What is needed is the number of lines in the data below that include "neighbors", stated by itself.
━━ DATA TO EXAMINE
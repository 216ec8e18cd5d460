//! Non-periodic kd-tree over a fixed point set
//!
//! This is the plain spatial index that the periodic layer composes: it
//! knows nothing about boxes or wrapping. Points live in a flat coordinate
//! buffer with runtime dimensionality; nodes are stored in a flat array.
//!
//! Queries support Minkowski p-norms (1 <= p <= infinity), an
//! approximate-search tolerance `eps`, and a hard `distance_upper_bound`.

use std::cmp::Ordering;
use std::collections::BinaryHeap;

use crate::spatial::distance::{minkowski_distance_p, promote, reduce};

/// Number of points at which a subtree becomes a leaf bucket.
pub const DEFAULT_LEAF_SIZE: usize = 16;

/// Tuning knobs shared by all query kinds.
#[derive(Debug, Clone, Copy)]
pub struct QueryOptions {
    /// Minkowski norm order; 1 is Manhattan, 2 Euclidean, infinity Chebyshev.
    pub p: f64,
    /// Approximate-search tolerance: branches whose nearest possible point
    /// is further than `bound / (1 + eps)` are not explored. 0 is exact.
    pub eps: f64,
    /// Hard cap on returned distances (k-NN queries only).
    pub distance_upper_bound: f64,
}

impl Default for QueryOptions {
    fn default() -> Self {
        QueryOptions {
            p: 2.0,
            eps: 0.0,
            distance_upper_bound: f64::INFINITY,
        }
    }
}

#[derive(Debug, Clone)]
enum Node {
    /// Interior node: split dimension, split value, child node indices.
    Split {
        dim: usize,
        value: f64,
        left: usize,
        right: usize,
    },
    /// Leaf bucket: range [start..end) into the reordered point buffer.
    Leaf { start: usize, end: usize },
}

/// Candidate in the bounded k-NN heap; ordered so the heap root is the
/// current worst hit (largest reduced distance, ties broken by index).
#[derive(Debug, Clone, Copy, PartialEq)]
struct Candidate {
    rdist: f64,
    index: usize,
}

impl Eq for Candidate {}

impl Ord for Candidate {
    fn cmp(&self, other: &Self) -> Ordering {
        self.rdist
            .partial_cmp(&other.rdist)
            .unwrap_or(Ordering::Equal)
            .then(self.index.cmp(&other.index))
    }
}

impl PartialOrd for Candidate {
    fn partial_cmp(&self, other: &Self) -> Option<Ordering> {
        Some(self.cmp(other))
    }
}

/// kd-tree for nearest-neighbor and ball searches in m dimensions.
#[derive(Debug)]
pub struct KdTree {
    dim: usize,
    nodes: Vec<Node>,
    /// Flat coordinate buffer, reordered so each leaf is contiguous.
    coords: Vec<f64>,
    /// Original point index of each reordered slot.
    indices: Vec<usize>,
}

impl KdTree {
    /// Build a tree over `n = coords.len() / dim` points.
    ///
    /// `coords` is a row-major flat buffer; the tree keeps its own
    /// reordered copy, so callers are free to drop theirs.
    pub fn build(coords: Vec<f64>, dim: usize, leaf_size: usize) -> Self {
        assert!(dim > 0, "kd-tree dimensionality must be positive");
        assert_eq!(coords.len() % dim, 0, "coordinate buffer not divisible by dim");
        let n = coords.len() / dim;
        let leaf_size = leaf_size.max(1);

        let mut tree = KdTree {
            dim,
            nodes: Vec::new(),
            coords,
            indices: (0..n).collect(),
        };
        if n == 0 {
            return tree;
        }

        let mut order: Vec<usize> = (0..n).collect();
        tree.build_recursive(&mut order, 0, n, leaf_size);

        // Apply the permutation so leaves read sequentially.
        let mut coords = vec![0.0; tree.coords.len()];
        let mut indices = vec![0usize; n];
        for (slot, &src) in order.iter().enumerate() {
            coords[slot * dim..(slot + 1) * dim]
                .copy_from_slice(&tree.coords[src * dim..(src + 1) * dim]);
            indices[slot] = src;
        }
        tree.coords = coords;
        tree.indices = indices;
        tree
    }

    /// Number of indexed points.
    pub fn len(&self) -> usize {
        self.indices.len()
    }

    pub fn is_empty(&self) -> bool {
        self.indices.is_empty()
    }

    pub fn ndim(&self) -> usize {
        self.dim
    }

    #[inline]
    fn point(&self, slot: usize) -> &[f64] {
        &self.coords[slot * self.dim..(slot + 1) * self.dim]
    }

    fn build_recursive(
        &mut self,
        order: &mut [usize],
        start: usize,
        end: usize,
        leaf_size: usize,
    ) -> usize {
        let count = end - start;
        if count <= leaf_size {
            let node_idx = self.nodes.len();
            self.nodes.push(Node::Leaf { start, end });
            return node_idx;
        }

        let split_dim = self.pick_split_dim(&order[start..end]);
        let median_pos = start + count / 2;
        self.nth_element(order, start, end, median_pos, split_dim);
        let split_value = self.coords[order[median_pos] * self.dim + split_dim];

        // Placeholder; patched once both children exist.
        let node_idx = self.nodes.len();
        self.nodes.push(Node::Leaf { start: 0, end: 0 });

        let left = self.build_recursive(order, start, median_pos, leaf_size);
        let right = self.build_recursive(order, median_pos, end, leaf_size);
        self.nodes[node_idx] = Node::Split {
            dim: split_dim,
            value: split_value,
            left,
            right,
        };
        node_idx
    }

    /// Split along the axis with the widest coordinate spread.
    fn pick_split_dim(&self, order: &[usize]) -> usize {
        let mut best_dim = 0;
        let mut best_spread = f64::NEG_INFINITY;
        for d in 0..self.dim {
            let mut lo = f64::INFINITY;
            let mut hi = f64::NEG_INFINITY;
            for &idx in order {
                let v = self.coords[idx * self.dim + d];
                if v < lo {
                    lo = v;
                }
                if v > hi {
                    hi = v;
                }
            }
            let spread = hi - lo;
            if spread > best_spread {
                best_spread = spread;
                best_dim = d;
            }
        }
        best_dim
    }

    /// Quickselect with median-of-three pivoting: after the call,
    /// `order[k]` holds the k-th smallest element along `dim`.
    fn nth_element(&self, order: &mut [usize], mut lo: usize, mut hi: usize, k: usize, dim: usize) {
        let coord = |idx: usize| self.coords[idx * self.dim + dim];
        while hi - lo > 1 {
            let mid = lo + (hi - lo) / 2;
            let a = coord(order[lo]);
            let b = coord(order[mid]);
            let c = coord(order[hi - 1]);
            let pivot_idx = if (a <= b && b <= c) || (c <= b && b <= a) {
                mid
            } else if (b <= a && a <= c) || (c <= a && a <= b) {
                lo
            } else {
                hi - 1
            };
            order.swap(pivot_idx, hi - 1);
            let pivot_val = coord(order[hi - 1]);

            let mut store = lo;
            for i in lo..hi - 1 {
                if coord(order[i]) < pivot_val {
                    order.swap(i, store);
                    store += 1;
                }
            }
            order.swap(store, hi - 1);

            if store == k {
                return;
            } else if k < store {
                hi = store;
            } else {
                lo = store + 1;
            }
        }
    }

    /// Find up to `k` nearest neighbors of `x`.
    ///
    /// Returns `(distance, original index)` pairs, ascending by distance
    /// then index. Only neighbors within `opts.distance_upper_bound` are
    /// returned; fewer than `k` hits means fewer entries, no padding.
    pub fn query(&self, x: &[f64], k: usize, opts: &QueryOptions) -> Vec<(f64, usize)> {
        debug_assert_eq!(x.len(), self.dim);
        if self.nodes.is_empty() || k == 0 {
            return Vec::new();
        }

        let bound_rd = reduce(opts.distance_upper_bound, opts.p);
        let epsfac = if opts.eps == 0.0 {
            1.0
        } else if opts.p.is_infinite() {
            1.0 / (1.0 + opts.eps)
        } else {
            1.0 / (1.0 + opts.eps).powf(opts.p)
        };

        let mut heap: BinaryHeap<Candidate> = BinaryHeap::with_capacity(k + 1);
        self.knn_recursive(0, x, k, opts.p, epsfac, bound_rd, &mut heap);

        let mut hits: Vec<(f64, usize)> = heap
            .into_iter()
            .map(|c| (promote(c.rdist, opts.p), c.index))
            .collect();
        hits.sort_by(|a, b| {
            a.0.partial_cmp(&b.0)
                .unwrap_or(Ordering::Equal)
                .then(a.1.cmp(&b.1))
        });
        hits
    }

    fn knn_recursive(
        &self,
        node_idx: usize,
        x: &[f64],
        k: usize,
        p: f64,
        epsfac: f64,
        bound_rd: f64,
        heap: &mut BinaryHeap<Candidate>,
    ) {
        match self.nodes[node_idx] {
            Node::Leaf { start, end } => {
                for slot in start..end {
                    let rd = minkowski_distance_p(x, self.point(slot), p);
                    if rd > bound_rd {
                        continue;
                    }
                    let cand = Candidate {
                        rdist: rd,
                        index: self.indices[slot],
                    };
                    if heap.len() < k {
                        heap.push(cand);
                    } else if heap.peek().is_some_and(|worst| cand < *worst) {
                        heap.pop();
                        heap.push(cand);
                    }
                }
            }
            Node::Split {
                dim,
                value,
                left,
                right,
            } => {
                let diff = x[dim] - value;
                let (near, far) = if diff <= 0.0 { (left, right) } else { (right, left) };
                self.knn_recursive(near, x, k, p, epsfac, bound_rd, heap);

                // The far side is at least |diff| away along the split axis,
                // which lower-bounds any p-norm distance into that region.
                let plane_rd = if p.is_infinite() {
                    diff.abs()
                } else {
                    reduce(diff.abs(), p)
                };
                let mut prune = bound_rd;
                if heap.len() == k {
                    if let Some(worst) = heap.peek() {
                        prune = prune.min(worst.rdist);
                    }
                }
                if plane_rd <= prune * epsfac {
                    self.knn_recursive(far, x, k, p, epsfac, bound_rd, heap);
                }
            }
        }
    }

    /// Find every indexed point within distance `r` of `x`.
    ///
    /// Returns original indices in ascending order.
    pub fn query_ball(&self, x: &[f64], r: f64, opts: &QueryOptions) -> Vec<usize> {
        debug_assert_eq!(x.len(), self.dim);
        let mut results = Vec::new();
        if self.nodes.is_empty() || r < 0.0 {
            return results;
        }
        let r_rd = reduce(r, opts.p);
        // Approximate search skips branches whose nearest possible point
        // is further than r / (1 + eps).
        let prune_r = r / (1.0 + opts.eps);
        self.ball_recursive(0, x, r_rd, prune_r, opts.p, &mut results);
        results.sort_unstable();
        results
    }

    fn ball_recursive(
        &self,
        node_idx: usize,
        x: &[f64],
        r_rd: f64,
        prune_r: f64,
        p: f64,
        results: &mut Vec<usize>,
    ) {
        match self.nodes[node_idx] {
            Node::Leaf { start, end } => {
                for slot in start..end {
                    if minkowski_distance_p(x, self.point(slot), p) <= r_rd {
                        results.push(self.indices[slot]);
                    }
                }
            }
            Node::Split {
                dim,
                value,
                left,
                right,
            } => {
                let diff = x[dim] - value;
                let (near, far) = if diff <= 0.0 { (left, right) } else { (right, left) };
                self.ball_recursive(near, x, r_rd, prune_r, p, results);
                if diff.abs() <= prune_r {
                    self.ball_recursive(far, x, r_rd, prune_r, p, results);
                }
            }
        }
    }
}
━━━━
REPLY ::
2